By Lydia on February 20, 2008 5:50 PM| | Comments (2)
Went out yesterday after work at the record store, hat in hand, to apply for some jobs. San Chez just isn't supporting me in the manner to which I have become accustomed. My fist stop was the HopCat at 25 Ionia. I'd heard that they were only hiring women, and as I have no standards, I just made sure not to wear my glasses. I assume a bar that wont hire men probably wouldnt hire brainy-looking women either. Sidling up to the bar, I saw my friend Kevin from work at the Chez. He was there for the 5$ beer/fries/burger combo. I filled out the application and was convinced to have a beer. In my defense, it was really snowy outside, and windy to the point where I wondered if maybe god wasn't taking the snow back. One Hopslam later, I really really don't want to leave. And let me say, Man does that beer smell like weed. Sips of Kevin's Le Fin du Mond made me realize for the upteenth time how differently I seem to taste things than other people. Every comment I had was met with a disbelieving look from Kevin, the cute bartender, or, more often, both. Yes, I said it, pale Trappist beers taste like butter. And drinking from those thick rimmed bottles is like making out with your ale. Also, Cassis Lambic, a lovely-hued drink by the makers of Framboise, has a strong salt-water nose, and tastes distinctively of oyster. Not in a bad way, but so much so that every minute or so I made a confused face and asked if I was crazy or if everyone else could taste it. Apparently I was crazy. Kevin then convinced me to share a bottle of a darker Trappist Ale. This one was nice, actually, a peaty, vaguely smoky beer, with a rich sort of umami fullness. It had a tang almost akin to eating a really good live culture yogurt, like you could taste friendly bacteria making your food more delicious. One of the things I love about beer is that its never bad. There are boring beers, and odd beers, and beers I don't like as well as others, but they are just gradations of one wonderful thing. Its the varied nature of beers that makes them exciting, and I feel great pity for people who will only drink one thing, only drink their favorite thing. I understand a desire for the familiar, but when new tastes and a great buzz are only $4 a glass, I don't understand being unadventurous.
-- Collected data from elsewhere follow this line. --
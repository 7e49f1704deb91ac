//! Threat feeds
//!
//! Scheduled HTTP(S) pulls of text/CSV/JSON indicator lists. Fetched content
//! is cached by URL hash with its ETag; indicators age out after the feed's
//! `age_max`. The shared `IndicatorSet` feeds the correlator's scoring, and
//! newly appearing indicators are announced as feed-indicator events.

use std::collections::HashMap;
use std::net::IpAddr;
use std::path::PathBuf;
use std::str::FromStr;
use std::sync::Arc;
use std::time::Duration;

use chrono::{DateTime, Utc};
use parking_lot::RwLock;
use sha2::{Digest, Sha256};
use tokio::sync::watch;

use crate::constants;
use crate::logic::events::{EventBus, EventKind, EventSeverity, SecurityEvent};

/// Cap on per-cycle indicator announcements; the rest only enter the set.
const ANNOUNCE_CAP: usize = 64;

// ============================================================================
// INDICATOR SET
// ============================================================================

/// Known-bad addresses with their last-seen-in-feed time.
#[derive(Default)]
pub struct IndicatorSet {
    inner: RwLock<HashMap<IpAddr, DateTime<Utc>>>,
}

impl IndicatorSet {
    pub fn new() -> Arc<Self> {
        Arc::new(Self::default())
    }

    pub fn contains(&self, ip: &IpAddr) -> bool {
        self.inner.read().contains_key(ip)
    }

    pub fn len(&self) -> usize {
        self.inner.read().len()
    }

    pub fn is_empty(&self) -> bool {
        self.inner.read().is_empty()
    }

    /// Merge a feed's indicators; returns the addresses not seen before.
    pub fn merge(&self, indicators: &[IpAddr], now: DateTime<Utc>) -> Vec<IpAddr> {
        let mut inner = self.inner.write();
        let mut fresh = Vec::new();
        for ip in indicators {
            if inner.insert(*ip, now).is_none() {
                fresh.push(*ip);
            }
        }
        fresh
    }

    /// Drop indicators a feed has stopped vouching for.
    pub fn expire(&self, age_max: Duration, now: DateTime<Utc>) -> usize {
        let cutoff = now
            - chrono::Duration::from_std(age_max).unwrap_or_else(|_| chrono::Duration::hours(24));
        let mut inner = self.inner.write();
        let before = inner.len();
        inner.retain(|_, seen| *seen >= cutoff);
        before - inner.len()
    }
}

// ============================================================================
// FEED SPEC / POLLER
// ============================================================================

#[derive(Debug, Clone)]
pub struct FeedSpec {
    pub name: String,
    pub url: String,
    pub interval: Duration,
    pub age_max: Duration,
}

pub struct FeedPoller {
    spec: FeedSpec,
    cache_dir: PathBuf,
    bus: Arc<EventBus>,
    indicators: Arc<IndicatorSet>,
}

impl FeedPoller {
    pub fn new(
        spec: FeedSpec,
        cache_dir: PathBuf,
        bus: Arc<EventBus>,
        indicators: Arc<IndicatorSet>,
    ) -> Self {
        Self { spec, cache_dir, bus, indicators }
    }

    /// Poll on the configured interval until shutdown. A failed fetch skips
    /// the cycle; the cache carries us until `age_max`.
    pub async fn run(&self, mut shutdown: watch::Receiver<bool>) {
        log::info!("feed {}: polling {} every {:?}", self.spec.name, self.spec.url, self.spec.interval);
        loop {
            self.poll_once().await;
            tokio::select! {
                _ = tokio::time::sleep(self.spec.interval) => {}
                _ = shutdown.changed() => {
                    if *shutdown.borrow() {
                        break;
                    }
                }
            }
        }
    }

    pub async fn poll_once(&self) {
        let spec = self.spec.clone();
        let cache_dir = self.cache_dir.clone();
        let fetched =
            tokio::task::spawn_blocking(move || fetch_with_cache(&spec, &cache_dir)).await;

        let now = Utc::now();
        match fetched {
            Ok(Ok(content)) => {
                let parsed = parse_indicators(&content);
                let fresh = self.indicators.merge(&parsed, now);
                let expired = self.indicators.expire(self.spec.age_max, now);
                log::info!(
                    "feed {}: {} indicators ({} new, {} expired)",
                    self.spec.name,
                    parsed.len(),
                    fresh.len(),
                    expired
                );
                for ip in fresh.iter().take(ANNOUNCE_CAP) {
                    self.bus.publish(
                        SecurityEvent::new(
                            format!("feed:{}", self.spec.name),
                            EventKind::FeedIndicator,
                            EventSeverity::High,
                            format!("indicator {} listed by {}", ip, self.spec.name),
                        )
                        .with_source_ip(*ip),
                    );
                }
                if fresh.len() > ANNOUNCE_CAP {
                    self.bus.publish(SecurityEvent::new(
                        format!("feed:{}", self.spec.name),
                        EventKind::RateAnomaly,
                        EventSeverity::Low,
                        format!(
                            "{} further new indicators merged without announcement",
                            fresh.len() - ANNOUNCE_CAP
                        ),
                    ));
                }
            }
            Ok(Err(err)) => {
                log::warn!("feed {}: fetch failed, skipping cycle: {}", self.spec.name, err);
                let dropped = self.indicators.expire(self.spec.age_max, now);
                if dropped > 0 {
                    log::warn!(
                        "feed {}: {} stale indicators discarded past age_max",
                        self.spec.name,
                        dropped
                    );
                }
            }
            Err(join_err) => log::error!("feed {}: task failed: {}", self.spec.name, join_err),
        }
    }
}

// ============================================================================
// FETCH + CACHE
// ============================================================================

fn cache_paths(cache_dir: &std::path::Path, url: &str) -> (PathBuf, PathBuf) {
    let mut hasher = Sha256::new();
    hasher.update(url.as_bytes());
    let digest = hex_string(&hasher.finalize());
    (
        cache_dir.join(format!("{}.body", digest)),
        cache_dir.join(format!("{}.etag", digest)),
    )
}

fn hex_string(bytes: &[u8]) -> String {
    bytes.iter().map(|b| format!("{:02x}", b)).collect()
}

/// GET with If-None-Match against the cached ETag. 304 serves the cache.
fn fetch_with_cache(spec: &FeedSpec, cache_dir: &std::path::Path) -> Result<String, String> {
    std::fs::create_dir_all(cache_dir).map_err(|e| e.to_string())?;
    let (body_path, etag_path) = cache_paths(cache_dir, &spec.url);

    let mut request = ureq::get(&spec.url).timeout(constants::FEED_FETCH_TIMEOUT);
    if let Ok(etag) = std::fs::read_to_string(&etag_path) {
        request = request.set("If-None-Match", etag.trim());
    }

    match request.call() {
        Ok(response) => {
            if response.status() == 304 {
                return std::fs::read_to_string(&body_path).map_err(|e| e.to_string());
            }
            let etag = response.header("etag").map(str::to_string);
            let body = response.into_string().map_err(|e| e.to_string())?;
            std::fs::write(&body_path, &body).map_err(|e| e.to_string())?;
            if let Some(etag) = etag {
                let _ = std::fs::write(&etag_path, etag);
            }
            Ok(body)
        }
        Err(ureq::Error::Status(304, _)) => {
            std::fs::read_to_string(&body_path).map_err(|e| e.to_string())
        }
        Err(err) => Err(err.to_string()),
    }
}

// ============================================================================
// PARSING
// ============================================================================

/// Text (one per line), CSV (first column), or a JSON string array.
pub fn parse_indicators(content: &str) -> Vec<IpAddr> {
    let trimmed = content.trim_start();
    if trimmed.starts_with('[') {
        if let Ok(values) = serde_json::from_str::<Vec<String>>(trimmed) {
            return values
                .iter()
                .filter_map(|v| IpAddr::from_str(v.trim()).ok())
                .collect();
        }
    }

    let mut out = Vec::new();
    for line in content.lines() {
        let line = line.trim();
        if line.is_empty() || line.starts_with('#') || line.starts_with("//") {
            continue;
        }
        let first = line.split([',', ';', '\t']).next().unwrap_or(line).trim();
        if let Ok(ip) = IpAddr::from_str(first) {
            out.push(ip);
        }
    }
    out
}

#[cfg(test)]
mod tests {
    use super::*;

    #[test]
    fn parses_plain_and_commented_text() {
        let content = "# malicious hosts\n203.0.113.7\n\n198.51.100.9\nnot-an-ip\n";
        let parsed = parse_indicators(content);
        assert_eq!(parsed.len(), 2);
    }

    #[test]
    fn parses_csv_first_column() {
        let content = "192.0.2.1,botnet,2026-07-01\n192.0.2.2;scanner\n";
        let parsed = parse_indicators(content);
        assert_eq!(parsed.len(), 2);
    }

    #[test]
    fn parses_json_arrays() {
        let content = r#"["203.0.113.7", "garbage", "2001:db8::1"]"#;
        let parsed = parse_indicators(content);
        assert_eq!(parsed.len(), 2);
    }

    #[test]
    fn merge_reports_only_fresh_indicators() {
        let set = IndicatorSet::new();
        let now = Utc::now();
        let a: IpAddr = "203.0.113.7".parse().unwrap();
        let b: IpAddr = "198.51.100.9".parse().unwrap();
        assert_eq!(set.merge(&[a, b], now).len(), 2);
        assert_eq!(set.merge(&[a], now).len(), 0);
        assert!(set.contains(&a));
    }

    #[test]
    fn indicators_age_out() {
        let set = IndicatorSet::new();
        let old = Utc::now() - chrono::Duration::hours(48);
        let a: IpAddr = "203.0.113.7".parse().unwrap();
        set.merge(&[a], old);
        let dropped = set.expire(Duration::from_secs(86_400), Utc::now());
        assert_eq!(dropped, 1);
        assert!(!set.contains(&a));
    }

    #[test]
    fn cache_paths_are_url_addressed() {
        let dir = std::path::Path::new("/tmp/cache");
        let (a_body, _) = cache_paths(dir, "https://feeds.example/a.txt");
        let (b_body, _) = cache_paths(dir, "https://feeds.example/b.txt");
        assert_ne!(a_body, b_body);
        assert!(a_body.to_string_lossy().ends_with(".body"));
    }
}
We are living during a true beer renaissance in West Michigan. There is so much good beer being brewed that it is hard to know where to start (or when to stop).I wouldn't care if I never saw another glass of wine the rest of my life. Beer is as essential as oxygen.

hello! this is your cousin (you can thank your father for turning me on to this - all of the blogs i troll are comprised solely of pictures, so its a nice departure from photo-land). i would just like to say to your last paragraph that never a truer statement has been made about beer. it is my true love, and although i severly object to people who put up inspirational statements in their homes (or anywhere), i am seriously considering posting that on my fridge. i hope you are as lovely as always. after almost two years between my last trip to canada i am terribly excited and it will be in no way the same without you! keep well, darling.